HP is hoping the N class server, with impressive performance figures and an easy upgrade path to Intel's IA-64 processor architecture, will rejuvenate sales growth in a segment of the market that provides 60 per cent of HP's Unix hardware revenue - more than $1.5 billion per year.
"The arrival of the N class fundamentally changes midrange computing?it is the ideal platform for the next chapter of Internet enabled business," claimed Platt.
The first server announced in the N class range, the N4000, runs one to eight processors, up to 16Gbyte of memory and is available in rack mounts - a first for HP - holding up to four units. Pricing in the US ranges between $48,000 and $200,000 plus, with shipments starting on 17 May. (for more product details, see later story).

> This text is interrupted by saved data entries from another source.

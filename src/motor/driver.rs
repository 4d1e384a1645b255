//! Stepper motor driver.
//!
//! Generic over the four coil outputs, an embedded-hal 1.0 delay provider,
//! a periodic timer, and a monotonic clock.

use embedded_hal::delay::DelayNs;

use crate::config::units::Degrees;
use crate::error::{MotionError, MotorError, Result};
use crate::hal::{Clock, PeriodicTimer, PhaseOutputs};
use crate::motion::{
    angle_to_target, normalize_target, resolve_direction, steps_between, AsyncMotion, Direction,
    Strategy, TickOutcome,
};
use crate::phase::PhaseSequencer;

use super::builder::StepperMotorBuilder;
use super::position::Position;
use super::variant::MotorVariant;

/// Default sleep between checks in [`StepperMotor::wait`], in microseconds.
pub const DEFAULT_WAIT_POLL_US: u32 = 500;

/// Stepper motor driver for 4-wire phase-table motors.
///
/// Generic over:
/// - `OUT`: the four coil outputs (must implement `PhaseOutputs`)
/// - `DELAY`: Delay provider (must implement `DelayNs`)
/// - `TIMER`: Periodic timer for asynchronous motion (must implement `PeriodicTimer`)
/// - `CLOCK`: Time source for step timing compensation (must implement `Clock`)
///
/// At most one motion runs at a time, whichever strategy started it.
pub struct StepperMotor<OUT, DELAY, TIMER, CLOCK>
where
    OUT: PhaseOutputs,
    DELAY: DelayNs,
    TIMER: PeriodicTimer,
    CLOCK: Clock,
{
    /// Coil outputs.
    outputs: OUT,

    /// Delay provider for step timing.
    delay: DELAY,

    /// Timer driving asynchronous motion.
    timer: TIMER,

    /// Time source for blocking-mode compensation.
    clock: CLOCK,

    /// Motor name for logging/debugging.
    name: heapless::String<32>,

    /// Variant this motor was built from.
    variant: MotorVariant,

    /// Current phase of the excitation table.
    sequencer: PhaseSequencer,

    /// Current absolute position.
    position: Position,

    /// Last used direction.
    direction: Direction,

    /// Armed asynchronous motion, if any.
    motion: Option<AsyncMotion>,

    /// Minimum time between phase changes.
    step_period_us: u32,

    /// Strategy used by `step_until`.
    until_strategy: Strategy,

    /// Sleep between checks in `wait`.
    wait_poll_us: u32,
}

impl<OUT, DELAY, TIMER, CLOCK> StepperMotor<OUT, DELAY, TIMER, CLOCK>
where
    OUT: PhaseOutputs,
    DELAY: DelayNs,
    TIMER: PeriodicTimer,
    CLOCK: Clock,
{
    /// Start building a motor.
    pub fn builder() -> StepperMotorBuilder<OUT, DELAY, TIMER, CLOCK> {
        StepperMotorBuilder::new()
    }

    #[allow(clippy::too_many_arguments)]
    pub(crate) fn new(
        outputs: OUT,
        delay: DELAY,
        timer: TIMER,
        clock: CLOCK,
        name: heapless::String<32>,
        variant: MotorVariant,
        steps_per_revolution: u32,
        step_period_us: u32,
        until_strategy: Strategy,
        wait_poll_us: u32,
    ) -> Self {
        Self {
            outputs,
            delay,
            timer,
            clock,
            name,
            variant,
            sequencer: PhaseSequencer::new(variant.spec().table),
            position: Position::new(steps_per_revolution),
            direction: Direction::Clockwise,
            motion: None,
            step_period_us,
            until_strategy,
            wait_poll_us,
        }
    }

    /// Get the motor name.
    #[inline]
    pub fn name(&self) -> &str {
        self.name.as_str()
    }

    /// Get the variant this motor was built from.
    #[inline]
    pub fn variant(&self) -> MotorVariant {
        self.variant
    }

    /// Get current position in steps, in `[0, steps_per_revolution)`.
    #[inline]
    pub fn position(&self) -> u32 {
        self.position.steps()
    }

    /// Get current position in degrees.
    #[inline]
    pub fn position_degrees(&self) -> Degrees {
        self.position.degrees()
    }

    /// Get steps per output revolution.
    #[inline]
    pub fn steps_per_revolution(&self) -> u32 {
        self.position.steps_per_revolution()
    }

    /// Get the minimum time between phase changes.
    #[inline]
    pub fn step_period_us(&self) -> u32 {
        self.step_period_us
    }

    /// Get the current index into the phase table.
    #[inline]
    pub fn phase_index(&self) -> usize {
        self.sequencer.index()
    }

    /// Get the last used direction.
    #[inline]
    pub fn direction(&self) -> Direction {
        self.direction
    }

    /// Get the target of the running target-seeking motion.
    #[inline]
    pub fn target(&self) -> Option<u32> {
        self.motion.and_then(|m| m.target())
    }

    /// Get the steps left in the running count-bounded motion.
    #[inline]
    pub fn remaining_steps(&self) -> Option<u32> {
        self.motion.and_then(|m| m.remaining_steps())
    }

    /// Check if an asynchronous motion is armed.
    #[inline]
    pub fn is_running(&self) -> bool {
        self.motion.is_some()
    }

    /// Get the strategy used by [`step_until`](Self::step_until).
    #[inline]
    pub fn until_strategy(&self) -> Strategy {
        self.until_strategy
    }

    /// Declare the current physical position as the origin.
    ///
    /// Does not move the motor, and leaves the phase and any running motion alone.
    pub fn zero(&mut self) {
        self.position.set_origin();
    }

    /// Take a single step, in `direction` or else the last used direction.
    pub fn step_once(&mut self, direction: Option<Direction>) -> Result<()> {
        self.ensure_idle()?;
        let direction = direction.unwrap_or(self.direction);
        self.direction = direction;
        self.apply_step(direction)
    }

    /// Step `steps` times (negative goes counter-clockwise), blocking until done.
    pub fn step(&mut self, steps: i64) -> Result<()> {
        self.run_blocking(steps.unsigned_abs(), Direction::from_steps(steps))
    }

    /// Step `count` times in `direction` with compensated timing, blocking until done.
    pub fn run_blocking(&mut self, count: u64, direction: Direction) -> Result<()> {
        self.ensure_idle()?;
        debug!("blocking run: {} steps, direction {}", count, direction.sign());

        self.direction = direction;
        for _ in 0..count {
            self.compensated_step(direction)?;
        }
        Ok(())
    }

    /// Move to `target` using the configured until-strategy.
    ///
    /// Takes the shortest way round unless `direction` is given.
    pub fn step_until(&mut self, target: i64, direction: Option<Direction>) -> Result<()> {
        self.step_until_with(self.until_strategy, target, direction)
    }

    /// Move to `target` using `strategy`.
    pub fn step_until_with(
        &mut self,
        strategy: Strategy,
        target: i64,
        direction: Option<Direction>,
    ) -> Result<()> {
        match strategy {
            Strategy::Blocking => self.step_until_blocking(target, direction),
            Strategy::Async => self.run_to_target(target, direction),
        }
    }

    /// Move to `angle` using the configured until-strategy.
    pub fn step_until_angle(&mut self, angle: Degrees, direction: Option<Direction>) -> Result<()> {
        self.ensure_idle()?;
        let target = angle_to_target(angle, self.steps_per_revolution())?;
        self.step_until(i64::from(target), direction)
    }

    /// Start a count-bounded motion of `count` steps (negative goes counter-clockwise).
    ///
    /// Returns immediately; the timer drives the motion.
    pub fn run_steps(&mut self, count: i64) -> Result<()> {
        self.ensure_idle()?;
        let remaining = u32::try_from(count.unsigned_abs()).unwrap_or(u32::MAX);
        self.start(AsyncMotion::Count(remaining), Direction::from_steps(count))
    }

    /// Start a target-seeking motion toward `target`.
    ///
    /// Takes the shortest way round unless `direction` is given. Returns
    /// immediately; the timer drives the motion.
    pub fn run_to_target(&mut self, target: i64, direction: Option<Direction>) -> Result<()> {
        self.ensure_idle()?;
        let max = self.steps_per_revolution();
        let target = normalize_target(target, max)?;
        let direction =
            direction.unwrap_or_else(|| resolve_direction(self.position(), target, max));
        self.start(AsyncMotion::ToTarget(target), direction)
    }

    /// Start a target-seeking motion toward `angle`.
    pub fn run_to_angle(&mut self, angle: Degrees, direction: Option<Direction>) -> Result<()> {
        self.ensure_idle()?;
        let target = angle_to_target(angle, self.steps_per_revolution())?;
        self.run_to_target(i64::from(target), direction)
    }

    /// Stop any asynchronous motion. Safe to call at any time.
    pub fn stop(&mut self) -> Result<()> {
        if self.motion.take().is_none() {
            return Ok(());
        }
        debug!("stopped at {}", self.position());
        self.timer.cancel().map_err(|_| MotorError::TimerError)?;
        Ok(())
    }

    /// Handle one timer expiry.
    ///
    /// Call from the timer interrupt, or let [`poll`](Self::poll) call it.
    /// Stops the motion if its stop condition holds, otherwise takes one step.
    pub fn on_tick(&mut self) -> Result<TickOutcome> {
        let Some(motion) = self.motion else {
            return Ok(TickOutcome::Idle);
        };

        if motion.is_complete(self.position()) {
            self.stop()?;
            return Ok(TickOutcome::Finished);
        }

        if let Err(e) = self.apply_step(self.direction) {
            warn!("step failed during tick at {}", self.position());
            let _ = self.stop();
            return Err(e);
        }
        self.motion = Some(motion.advanced());
        Ok(TickOutcome::Stepped)
    }

    /// Deliver a pending timer expiry, if there is one.
    pub fn poll(&mut self) -> Result<TickOutcome> {
        if self.is_running() && self.timer.take_expired() {
            self.on_tick()
        } else {
            Ok(TickOutcome::Idle)
        }
    }

    /// Block until the asynchronous motion finishes.
    ///
    /// Sleeps for the wait-poll interval whenever no expiry is pending.
    /// Returns immediately if nothing is running.
    pub fn wait(&mut self) -> Result<()> {
        while self.is_running() {
            if self.poll()? == TickOutcome::Idle {
                self.delay.delay_us(self.wait_poll_us);
            }
        }
        Ok(())
    }

    /// Release the hardware collaborators.
    pub fn release(self) -> (OUT, DELAY, TIMER, CLOCK) {
        (self.outputs, self.delay, self.timer, self.clock)
    }

    fn ensure_idle(&self) -> Result<()> {
        if self.is_running() {
            warn!("command rejected: motor already running");
            return Err(MotionError::AlreadyRunning.into());
        }
        Ok(())
    }

    fn step_until_blocking(&mut self, target: i64, direction: Option<Direction>) -> Result<()> {
        self.ensure_idle()?;
        let max = self.steps_per_revolution();
        let target = normalize_target(target, max)?;
        let direction =
            direction.unwrap_or_else(|| resolve_direction(self.position(), target, max));
        debug!(
            "blocking move to {}: {} steps, direction {}",
            target,
            steps_between(self.position(), target, direction, max),
            direction.sign()
        );

        self.direction = direction;
        while self.position() != target {
            self.compensated_step(direction)?;
        }
        Ok(())
    }

    fn start(&mut self, motion: AsyncMotion, direction: Direction) -> Result<()> {
        self.timer
            .start_periodic(self.step_period_us)
            .map_err(|_| MotorError::TimerError)?;
        match motion {
            AsyncMotion::ToTarget(target) => {
                debug!("async run to {}, direction {}", target, direction.sign())
            }
            AsyncMotion::Count(count) => {
                debug!("async run of {} steps, direction {}", count, direction.sign())
            }
        }

        self.direction = direction;
        self.motion = Some(motion);
        Ok(())
    }

    fn compensated_step(&mut self, direction: Direction) -> Result<()> {
        let started = self.clock.now_us();
        self.apply_step(direction)?;
        let elapsed = self.clock.now_us().saturating_sub(started);

        let remaining = u64::from(self.step_period_us).saturating_sub(elapsed);
        if remaining > 0 {
            self.delay.delay_us(remaining as u32);
        }
        Ok(())
    }

    // Outputs first, so a failed write leaves position and phase untouched.
    fn apply_step(&mut self, direction: Direction) -> Result<()> {
        let step = self.sequencer.advance(direction);
        self.outputs
            .set_levels(step.levels)
            .map_err(|_| MotorError::PinError)?;
        self.sequencer.commit(step);
        self.position.advance(direction);
        trace!("step to {} (phase {})", self.position(), step.next_index);
        Ok(())
    }
}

"The N class takes supercomputing capability into new price points. It demonstrates very excellent engineering solutions to the problems of midrange computing and is the harbinger of a new generation of midrange servers," said Christopher Willard, analyst at IDC.
The trade off for users is the requirement to box shift from the predecessor product, the K class, rather than being able to upgrade components within the existing chassis. Also, anyone running HP-UX before the latest version, 11.0, will have to upgrade their operating system for the N class.
Joyce Thompsett Becknell, Unix program manager at the Aberdeen Group, noted that the product compared favourably with high end systems from HP's competitors but at lower pricing.
"Importantly, the raw performance power of the 44MHz PA8500 processor incorporated has resulted in HP's delivering a system that by users' and other suppliers' 1998 performance definitions would be considered a high end Unix OLTP server," she noted in a report.
Nick Earle, worldwide marketing manager, said the server - with a TPMC rating of 49,308 - was three times as fast as an IBM S70 and of equal performance to a Sun E6500 that cost $650,000. He also claimed it had equivalent Web server performance to an IBM S/390 mainframe, but nearly $7 million cheaper.
However, for all its claims about the product, it has been delivered six months to a year later than expected and needed, leaving HP with a stiff battle to win back market share from competitors, particularly Sun Microsystems.
Analyst firm Merrill Lynch is predicting a 15 per cent drop in enterprise group revenue this quarter, following a poor previous quarter, because of the transition delay from K class to N class.